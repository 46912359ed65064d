//! Canonical internal representation of one DNS record (spec.md §3, §4.2).
//!
//! `RValue` replaces the Go original's heterogeneous `any` payload
//! (`internal/upstream/rule.go`) with a tagged variant per supported type
//! (spec.md §9 REDESIGN FLAGS).

pub mod codec;
pub mod store;

use std::fmt;
use std::net::{Ipv4Addr, Ipv6Addr};

use domain::base::{Name, Rtype, Ttl};
use domain::rdata::{Aaaa, Cname, Mx, Ptr, Srv, Txt, A};

use crate::error::Error;
use crate::fqdn::{fqdn, validate_hostname};

/// Typed payload of a [`Rule`], keyed by its record type.
#[derive(Debug, Clone, PartialEq)]
pub enum RValue {
    A(Ipv4Addr),
    Aaaa(Ipv6Addr),
    Cname(String),
    Mx { preference: u16, exchange: String },
    Ptr(String),
    Txt(String),
    Srv {
        priority: u16,
        weight: u16,
        port: u16,
        target: String,
    },
}

/// One DNS record as the gateway understands it: the common currency
/// between the wire (RFC 2136 RRs), the rule store (AdBlock lines), and the
/// REST backends.
#[derive(Debug, Clone, PartialEq)]
pub struct Rule {
    pub name: String,
    pub rtype: Rtype,
    pub value: RValue,
    pub value_str: String,
}

impl Rule {
    /// Builds a rule from `(name, type, text)`, validating `text` per the
    /// type-specific grammar in spec.md §4.2.
    pub fn new(name: impl Into<String>, rtype: Rtype, text: &str) -> Result<Self, Error> {
        let name = name.into();
        match rtype {
            Rtype::A => Self::new_a(name, text),
            Rtype::AAAA => Self::new_aaaa(name, text),
            Rtype::CNAME => Self::new_cname(name, text),
            Rtype::MX => Self::new_mx(name, text),
            Rtype::PTR => Self::new_ptr(name, text),
            Rtype::TXT => Self::new_txt(name, text),
            Rtype::SRV => Self::new_srv(name, text),
            other => Err(Error::parse(format!(
                "unsupported rrtype {other}: {}",
                u16::from(other)
            ))),
        }
    }

    fn new_a(name: String, text: &str) -> Result<Self, Error> {
        let addr = parse_ip_literal(text).ok_or_else(|| invalid(Rtype::A, text))?;
        let Ok(v4) = addr.parse::<Ipv4Addr>() else {
            return Err(invalid(Rtype::A, text));
        };
        Ok(Rule {
            name,
            rtype: Rtype::A,
            value: RValue::A(v4),
            value_str: text.to_string(),
        })
    }

    fn new_aaaa(name: String, text: &str) -> Result<Self, Error> {
        let addr = parse_ip_literal(text).ok_or_else(|| invalid(Rtype::AAAA, text))?;
        if addr.parse::<Ipv4Addr>().is_ok() {
            return Err(Error::parse(format!("want ipv6, got ipv4: {text:?}")));
        }
        let Ok(v6) = addr.parse::<Ipv6Addr>() else {
            return Err(invalid(Rtype::AAAA, text));
        };
        Ok(Rule {
            name,
            rtype: Rtype::AAAA,
            value: RValue::Aaaa(v6),
            value_str: text.to_string(),
        })
    }

    fn new_cname(name: String, text: &str) -> Result<Self, Error> {
        let target = fqdn(text);
        validate_hostname(&target)?;
        Ok(Rule {
            name,
            rtype: Rtype::CNAME,
            value_str: target.clone(),
            value: RValue::Cname(target),
        })
    }

    fn new_ptr(name: String, text: &str) -> Result<Self, Error> {
        let target = fqdn(text);
        validate_hostname(&target)?;
        Ok(Rule {
            name,
            rtype: Rtype::PTR,
            value_str: target.clone(),
            value: RValue::Ptr(target),
        })
    }

    fn new_mx(name: String, text: &str) -> Result<Self, Error> {
        let mut parts = text.splitn(2, ' ');
        let pref = parts
            .next()
            .ok_or_else(|| invalid(Rtype::MX, text))?
            .parse::<u16>()
            .map_err(|e| Error::parse(format!("invalid mx preference: {e}")))?;
        let exchange = parts.next().ok_or_else(|| invalid(Rtype::MX, text))?;
        validate_hostname(exchange)?;

        Ok(Rule {
            name,
            rtype: Rtype::MX,
            value: RValue::Mx {
                preference: pref,
                exchange: exchange.to_string(),
            },
            value_str: text.to_string(),
        })
    }

    fn new_txt(name: String, text: &str) -> Result<Self, Error> {
        Ok(Rule {
            name,
            rtype: Rtype::TXT,
            value: RValue::Txt(text.to_string()),
            value_str: text.to_string(),
        })
    }

    fn new_srv(name: String, text: &str) -> Result<Self, Error> {
        let fields: Vec<&str> = text.split(' ').collect();
        if fields.len() < 4 {
            return Err(Error::parse(format!(
                "invalid srv {text:?}: need four fields"
            )));
        }

        let priority = fields[0]
            .parse::<u16>()
            .map_err(|e| Error::parse(format!("invalid srv priority: {e}")))?;
        let weight = fields[1]
            .parse::<u16>()
            .map_err(|e| Error::parse(format!("invalid srv weight: {e}")))?;
        let port = fields[2]
            .parse::<u16>()
            .map_err(|e| Error::parse(format!("invalid srv port: {e}")))?;
        let target = fields[3];

        // RFC 2782: a target of "." means the service is decidedly
        // unavailable at this name.
        if target != "." {
            validate_hostname(target)?;
        }

        Ok(Rule {
            name,
            rtype: Rtype::SRV,
            value: RValue::Srv {
                priority,
                weight,
                port,
                target: target.to_string(),
            },
            value_str: text.to_string(),
        })
    }

    /// Equality used by query and delete (spec.md §4.2). `other` is treated
    /// as a pattern: a zero-valued field matches anything.
    pub fn same_as(&self, other: &Rule) -> bool {
        if other.rtype == Rtype::AXFR {
            return self.name.ends_with(other.name.as_str())
                || self.value_str.ends_with(other.name.as_str());
        }

        if other.rtype != Rtype::NONE && other.rtype != self.rtype {
            return false;
        }
        if !other.name.is_empty() && other.name != self.name {
            return false;
        }
        if !other.value_str.is_empty() && other.value_str != self.value_str {
            return false;
        }
        true
    }

    /// A pattern rule carrying just `(name, type)`, used by delete-RRset and
    /// auto-delete/auto-PTR lookups.
    pub fn pattern(name: impl Into<String>, rtype: Rtype) -> Rule {
        Rule {
            name: name.into(),
            rtype,
            value: RValue::Txt(String::new()),
            value_str: String::new(),
        }
    }

    /// Pushes this rule into an in-progress answer section as one RR with
    /// `CLASS IN` and the given TTL (spec.md §4.2). Each `RValue` variant
    /// already carries a concrete wire rdata type, so there is no need for a
    /// boxed/enum rdata wrapper here: we push the typed value directly.
    pub fn push_answer<Target>(
        &self,
        answer: &mut domain::base::message_builder::AnswerBuilder<Target>,
        ttl: Ttl,
    ) -> Result<(), Error>
    where
        Target: domain::base::wire::Composer,
    {
        let owner = Name::<Vec<u8>>::from_str_relaxed(&self.name)
            .map_err(|e| Error::parse(format!("invalid owner name {:?}: {e}", self.name)))?
            .to_owned();

        let result = match &self.value {
            RValue::A(addr) => answer.push((&owner, ttl, A::new(*addr))),
            RValue::Aaaa(addr) => answer.push((&owner, ttl, Aaaa::new(*addr))),
            RValue::Cname(target) => answer.push((&owner, ttl, Cname::new(parse_name(target)?))),
            RValue::Mx {
                preference,
                exchange,
            } => answer.push((&owner, ttl, Mx::new(*preference, parse_name(exchange)?))),
            RValue::Ptr(target) => answer.push((&owner, ttl, Ptr::new(parse_name(target)?))),
            RValue::Txt(text) => {
                let txt = Txt::build_from_slice(text.as_bytes())
                    .map_err(|e| Error::parse(format!("txt value too long: {e}")))?;
                answer.push((&owner, ttl, txt))
            }
            RValue::Srv {
                priority,
                weight,
                port,
                target,
            } => answer.push((
                &owner,
                ttl,
                Srv::new(*priority, *weight, *port, parse_name(target)?),
            )),
        };

        result.map_err(|e| Error::internal(format!("push answer record: {e}")))
    }
}

fn parse_name(s: &str) -> Result<Name<Vec<u8>>, Error> {
    Name::<Vec<u8>>::from_str_relaxed(s)
        .map(|n| n.to_owned())
        .map_err(|e| Error::parse(format!("invalid name {s:?}: {e}")))
}

fn invalid(rtype: Rtype, text: &str) -> Error {
    Error::parse(format!("invalid rule {rtype}: {text:?}"))
}

/// Rejects anything but hex digits, `.`, `:`, `[`, `]` before attempting to
/// parse an IP literal, matching the original's character-class prefilter
/// (`internal/upstream/rule_parser.go::parseIP`) so that e.g. hostnames
/// never reach the IP parser.
fn parse_ip_literal(text: &str) -> Option<&str> {
    let ok = text.chars().all(|c| {
        c == '.' || c == ':' || c == '[' || c == ']' || c.is_ascii_hexdigit()
    });
    ok.then_some(text)
}

impl fmt::Display for Rule {
    fn fmt(&self, f: &mut fmt::Formatter<'_>) -> fmt::Result {
        write!(f, "{} {} {}", self.name, self.rtype, self.value_str)
    }
}

#[cfg(test)]
mod tests {
    use super::*;

    #[test]
    fn a_rule_requires_v4_literal() {
        let r = Rule::new("ya.ru.", Rtype::A, "1.2.3.3").unwrap();
        assert_eq!(r.value, RValue::A("1.2.3.3".parse().unwrap()));
        assert!(Rule::new("ya.ru.", Rtype::A, "::1").is_err());
        assert!(Rule::new("ya.ru.", Rtype::A, "not-an-ip").is_err());
    }

    #[test]
    fn aaaa_rule_rejects_v4_literal() {
        assert!(Rule::new("ya.ru.", Rtype::AAAA, "1.2.3.3").is_err());
        assert!(Rule::new("ya.ru.", Rtype::AAAA, "::1").is_ok());
    }

    #[test]
    fn mx_rule_parses_preference_and_exchange() {
        let r = Rule::new("ya.ru.", Rtype::MX, "10 mail.ya.ru").unwrap();
        assert_eq!(
            r.value,
            RValue::Mx {
                preference: 10,
                exchange: "mail.ya.ru".into()
            }
        );
    }

    #[test]
    fn srv_rule_allows_dot_target() {
        let r = Rule::new("_sip._tcp.ya.ru.", Rtype::SRV, "10 20 5060 .").unwrap();
        assert_eq!(
            r.value,
            RValue::Srv {
                priority: 10,
                weight: 20,
                port: 5060,
                target: ".".into()
            }
        );
    }

    #[test]
    fn same_as_plain_pattern_matches_zero_fields() {
        let r = Rule::new("ya.ru.", Rtype::A, "1.2.3.3").unwrap();
        let pattern = Rule::pattern("ya.ru.", Rtype::A);
        assert!(r.same_as(&pattern));

        let narrower = Rule::new("ya.ru.", Rtype::A, "1.2.3.3").unwrap();
        assert!(r.same_as(&narrower));

        let mismatched = Rule::new("ya.ru.", Rtype::A, "9.9.9.9").unwrap();
        assert!(!r.same_as(&mismatched));
    }

    #[test]
    fn same_as_axfr_pattern_matches_name_suffix() {
        let r = Rule::new("www.ya.ru.", Rtype::A, "1.2.3.3").unwrap();
        let pattern = Rule::pattern("ya.ru.", Rtype::AXFR);
        assert!(r.same_as(&pattern));

        let other = Rule::new("www.example.com.", Rtype::A, "1.2.3.3").unwrap();
        assert!(!other.same_as(&pattern));
    }
}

What the task requires: Your answer should be the lines of the listing above between the line holding "use std::fmt;" and the line holding "u16::from(other)", inclusive, restated word for word and alone.

Task response:
use std::fmt;
use std::net::{Ipv4Addr, Ipv6Addr};

use domain::base::{Name, Rtype, Ttl};
use domain::rdata::{Aaaa, Cname, Mx, Ptr, Srv, Txt, A};

use crate::error::Error;
use crate::fqdn::{fqdn, validate_hostname};

/// Typed payload of a [`Rule`], keyed by its record type.
#[derive(Debug, Clone, PartialEq)]
pub enum RValue {
    A(Ipv4Addr),
    Aaaa(Ipv6Addr),
    Cname(String),
    Mx { preference: u16, exchange: String },
    Ptr(String),
    Txt(String),
    Srv {
        priority: u16,
        weight: u16,
        port: u16,
        target: String,
    },
}

/// One DNS record as the gateway understands it: the common currency
/// between the wire (RFC 2136 RRs), the rule store (AdBlock lines), and the
/// REST backends.
#[derive(Debug, Clone, PartialEq)]
pub struct Rule {
    pub name: String,
    pub rtype: Rtype,
    pub value: RValue,
    pub value_str: String,
}

impl Rule {
    /// Builds a rule from `(name, type, text)`, validating `text` per the
    /// type-specific grammar in spec.md §4.2.
    pub fn new(name: impl Into<String>, rtype: Rtype, text: &str) -> Result<Self, Error> {
        let name = name.into();
        match rtype {
            Rtype::A => Self::new_a(name, text),
            Rtype::AAAA => Self::new_aaaa(name, text),
            Rtype::CNAME => Self::new_cname(name, text),
            Rtype::MX => Self::new_mx(name, text),
            Rtype::PTR => Self::new_ptr(name, text),
            Rtype::TXT => Self::new_txt(name, text),
            Rtype::SRV => Self::new_srv(name, text),
            other => Err(Error::parse(format!(
                "unsupported rrtype {other}: {}",
                u16::from(other)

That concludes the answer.